Etiquette and espionage - Gail Carriger


Etiquette and espionage - Carriger, Gail

Summary: In an alternate England of 1851, spirited fourteen-year-old Sophronia is enrolled in a finishing school where, she is suprised to learn, lessons include not only the fine arts of dance, dress, and etiquette, but also diversion, deceit, and espionage.



Booklist Reviews
*Starred Review* Set 25 years before her Parasol Protectorate series, Carriger's YA debut brings her mix of Victorian paranormal steampunk and winning heroines to a whole new audience. After an incident involving a plummeting dumbwaiter and an airborne trifle, Sophronia is sent to Mademoiselle Geraldine's Finishing Academy to learn how to be a proper lady. Their carriage is immediately waylaid by flywaymen looking for a mysterious prototype—the first of many clues that this academy will not be the dreadful bore Sophronia expected. Once established at Mademoiselle Geraldine's (set on a chain of dirigibles!), Sophronia learns that she is a covert recruit into a school that trains girls to be part assassins, part spies, and also always fashionable ladies of quality. It's this last bit she has trouble with; in her self-assigned search for the prototype, she acquires an illegal mechanimal pet, befriends the boiler room sooties, and avoids both teachers and mechanicals to explore restricted areas, yet she can't master curtsying or eyelash fluttering.

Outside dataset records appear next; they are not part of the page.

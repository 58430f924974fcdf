use async_trait::async_trait;
use watchparty_core::{IceCandidate, MemberId, SessionDescription};

/// Outbound half of the relay as seen by the session manager.
///
/// Every call is fire-and-forget: the relay gives no acknowledgement, so
/// implementations log delivery problems instead of returning them.
#[async_trait]
pub trait SignalingOutput: Send + Sync {
    async fn send_offer(&self, from: MemberId, to: MemberId, offer: SessionDescription);

    async fn send_answer(&self, from: MemberId, to: MemberId, answer: SessionDescription);

    async fn send_ice(&self, from: MemberId, to: MemberId, candidate: IceCandidate);

    async fn send_sync_media(&self, from: Option<MemberId>, payload: serde_json::Value);

    /// Close the relay connection. Later sends are dropped.
    async fn close(&self);
}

While the prototype plot isn't fully developed, Carriger's series starter more than makes up for it with cleverly Victorian methods of espionage, witty banter, lighthearted silliness, and a ship full of intriguingly quirky people. HIGH-DEMAND BACKSTORY: Carriger has made major waves as a best-selling steampunker, and the promotion and outreach planned for this YA offshoot should continue that streak. Copyright 2012 Booklist Reviews.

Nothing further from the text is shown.